Two evening‐shift providers, both physicians, including a staff hospitalist and a hospital medicine fellowship trainee, admitted patients without any cross‐cover responsibility. Their shifts had the same start time, but staggered end times (2 pm10 pm and 2 pmmidnight). At the end of their shifts, the evening‐shift providers relayed concerns or items for follow‐up to the night cross‐cover NP/PAs; however, this handoff was nonstandardized and provider dependent. The cross‐cover providers could also choose to pass on any relevant information to day‐shift providers if thought to be necessary, but this, again, was not required or standardized. A printed electronic handoff tool (including the patient's problem list, medications, vital signs, laboratory results, and to do list as determined by the admitting provider) as well as all clinical notes generated since admission were made available to day‐shift providers who assumed care at 7:45 am; however, there was no face‐to‐face handoff between the evening‐ and day‐shift providers.
Two night‐shift physicians, including a moonlighting board‐eligible internal medicine physician and staff hospitalist, also started at staggered times, 6:45 pm and 10 pm, but their shifts both ended at 7:45 am. These physicians also admitted patients without cross‐cover responsibilities. At 7:45 am, in a face‐to‐face meeting, they transitioned care of patients admitted overnight to day‐shift providers.
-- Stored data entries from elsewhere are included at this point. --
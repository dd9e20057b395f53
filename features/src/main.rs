use anyhow::{Context, Result};
use std::{env, path::PathBuf, sync::Arc};
use structopt::StructOpt;
use tracing_subscriber::{filter::LevelFilter, prelude::*, EnvFilter};
use wlasl_features::config::Config;

#[derive(Debug, Clone, StructOpt)]
/// Extract backbone features of WLASL videos
struct Args {
    #[structopt(long, default_value = "features.json5")]
    /// configuration file
    pub config_file: PathBuf,
}

#[tokio::main]
pub async fn main() -> Result<()> {
    // setup tracing
    let fmt_layer = tracing_subscriber::fmt::layer().with_target(true).compact();
    let filter_layer = {
        let filter = EnvFilter::from_default_env();
        if env::var("RUST_LOG").is_err() {
            filter.add_directive(LevelFilter::INFO.into())
        } else {
            filter
        }
    };

    tracing_subscriber::registry()
        .with(filter_layer)
        .with(fmt_layer)
        .init();

    // parse arguments
    let Args { config_file } = Args::from_args();
    let config = Arc::new(
        Config::open(&config_file)
            .with_context(|| format!("failed to load config file '{}'", config_file.display()))?,
    );

    // start extraction
    wlasl_features::start(config).await?;

    Ok(())
}
use sign_dataset::{
    effective_num_classes, filter_manifest, instances_to_json, Manifest, VideoIndex, MAX_CLASSES,
};
use std::path::{Path, PathBuf};

lazy_static::lazy_static! {
    static ref DATASET_DIR: PathBuf = Path::new(env!("CARGO_MANIFEST_DIR")).join("tests").join("wlasl_mini");
    static ref MANIFEST_FILE: PathBuf = DATASET_DIR.join("manifest.json");
    static ref VIDEO_DIR: PathBuf = DATASET_DIR.join("videos");
}

fn load() -> (Manifest, VideoIndex) {
    let manifest = Manifest::open(&*MANIFEST_FILE).unwrap();
    let index = VideoIndex::scan(&*VIDEO_DIR).unwrap();
    (manifest, index)
}

fn video_ids(instances: &[sign_dataset::Instance]) -> Vec<&str> {
    instances
        .iter()
        .map(|instance| instance.video_id.as_str())
        .collect()
}

#[test]
fn two_classes_with_one_missing_video() {
    let (manifest, index) = load();
    let filtered = filter_manifest(&manifest, &index, 2);

    assert_eq!(filtered.summary.total, 4);
    assert_eq!(filtered.summary.found, 3);
    assert_eq!(filtered.summary.missing, 1);
    assert_eq!(filtered.train.len() + filtered.test.len(), 3);
    assert_eq!(video_ids(&filtered.train), ["00001", "00003"]);
    assert_eq!(video_ids(&filtered.test), ["00002"]);
    assert_eq!(
        filtered.classes.iter().collect::<Vec<_>>(),
        ["book", "drink"]
    );
    assert_eq!(filtered.train[1].gloss, "drink");
}

#[test]
fn class_count_is_clamped() {
    assert_eq!(effective_num_classes(5000), MAX_CLASSES);

    let (manifest, index) = load();
    let filtered = filter_manifest(&manifest, &index, 5000);

    // the manifest has fewer classes than the clamp
    assert_eq!(filtered.classes.len(), manifest.num_classes());
    assert_eq!(filtered.summary.total, manifest.num_instances());
    assert_eq!(video_ids(&filtered.test), ["00002", "00005"]);
}

#[test]
fn survivors_match_existing_files() {
    let (manifest, index) = load();

    for n_classes in 0..=4 {
        let filtered = filter_manifest(&manifest, &index, n_classes);
        let expect: usize = manifest
            .entries
            .iter()
            .take(n_classes)
            .flat_map(|entry| &entry.instances)
            .filter(|instance| index.contains(&instance.video_id))
            .count();
        let total: usize = manifest
            .entries
            .iter()
            .take(n_classes)
            .map(|entry| entry.instances.len())
            .sum();

        assert_eq!(filtered.train.len() + filtered.test.len(), expect);
        assert_eq!(filtered.summary.total, total);
        assert_eq!(filtered.summary.missing, total - expect);
        assert_eq!(filtered.classes.len(), n_classes.min(manifest.num_classes()));
    }
}

#[test]
fn filtering_is_idempotent() {
    let (manifest, index) = load();
    let first = filter_manifest(&manifest, &index, 100);
    let second = filter_manifest(&manifest, &index, 100);

    assert_eq!(first, second);
    assert_eq!(
        instances_to_json(&first.train).unwrap(),
        instances_to_json(&second.train).unwrap()
    );
    assert_eq!(
        instances_to_json(&first.test).unwrap(),
        instances_to_json(&second.test).unwrap()
    );
}

#[test]
fn missing_video_dir_is_fatal() {
    assert!(VideoIndex::scan(DATASET_DIR.join("no_such_dir")).is_err());
}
This handoff occurred at a predesignated place with assigned start times for each team. During the meeting, printed electronic documents, including the aforementioned electronic handoff tool as well as all clinical notes generated since admission, were made available to the oncoming day‐shift providers. The face‐to‐face interaction between night‐ and day‐shift providers lasted approximately 5 minutes and allowed for a brief presentation of the patient, review of the diagnostic testing and treatments performed so far, as well as anticipatory guidance regarding potential issues throughout the remainder of the hospitalization. Although inclusion of the above components was encouraged during the face‐to‐face handoff, the interaction was not scripted and topics discussed were at the providers' discretion.
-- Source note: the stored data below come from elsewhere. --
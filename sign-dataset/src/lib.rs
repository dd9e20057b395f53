//! Dataset toolkit for the WLASL sign language video corpus.
//!
//! The crate covers the manifest model, the manifest filter that joins the
//! manifest against the video directory, the clip loader that decodes videos
//! into tensors, and the ordered dataset stream the verifier and the feature
//! extractor consume.

mod common;

pub mod bbox;
pub mod dataset;
pub mod filter;
pub mod loader;
pub mod manifest;
pub mod record;
pub mod utils;
pub mod verify;
pub mod video_index;

pub use bbox::*;
pub use dataset::*;
pub use filter::*;
pub use loader::*;
pub use manifest::*;
pub use record::*;
pub use verify::*;
pub use video_index::*;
Patients admitted during the evening and night shifts were assigned to day‐shift services primarily based on the current census of each team, so as to distribute the workload evenly.
Chart Review
Patients included in the study were admitted by evening‐ or night‐shift providers between 6:45 pm and midnight. This time period accounts for when the evening shift and night shift overlap, allowing for direct comparison of patients admitted during the same time of day, so as to avoid confounding factors. Patients were grouped by whether they were admitted by an evening‐shift provider or a night‐shift provider. Each study patient's chart was retrospectively reviewed and relevant demographic and clinical data were collected. Demographic information included age, gender, and race. Clinical information included medical comorbidities, Charlson Comorbidity Index score, rapid response team calls, code team calls, transfers to a higher level of care, death in hospital, 30‐day readmission rate, length of stay (LOS), and adverse events. The Charlson Comorbidity Index score[24] was determined from diagnoses in the institution's medical index database. The 30‐day readmission rate included observation stays and full hospital admissions that occurred at our institution in the 30 days following the patient's hospital discharge from the index admission. LOS was determined based on the time of admission and discharge, as reported in the hospital billing system, and is reported as the median and mean LOS in hours for all patients in each group.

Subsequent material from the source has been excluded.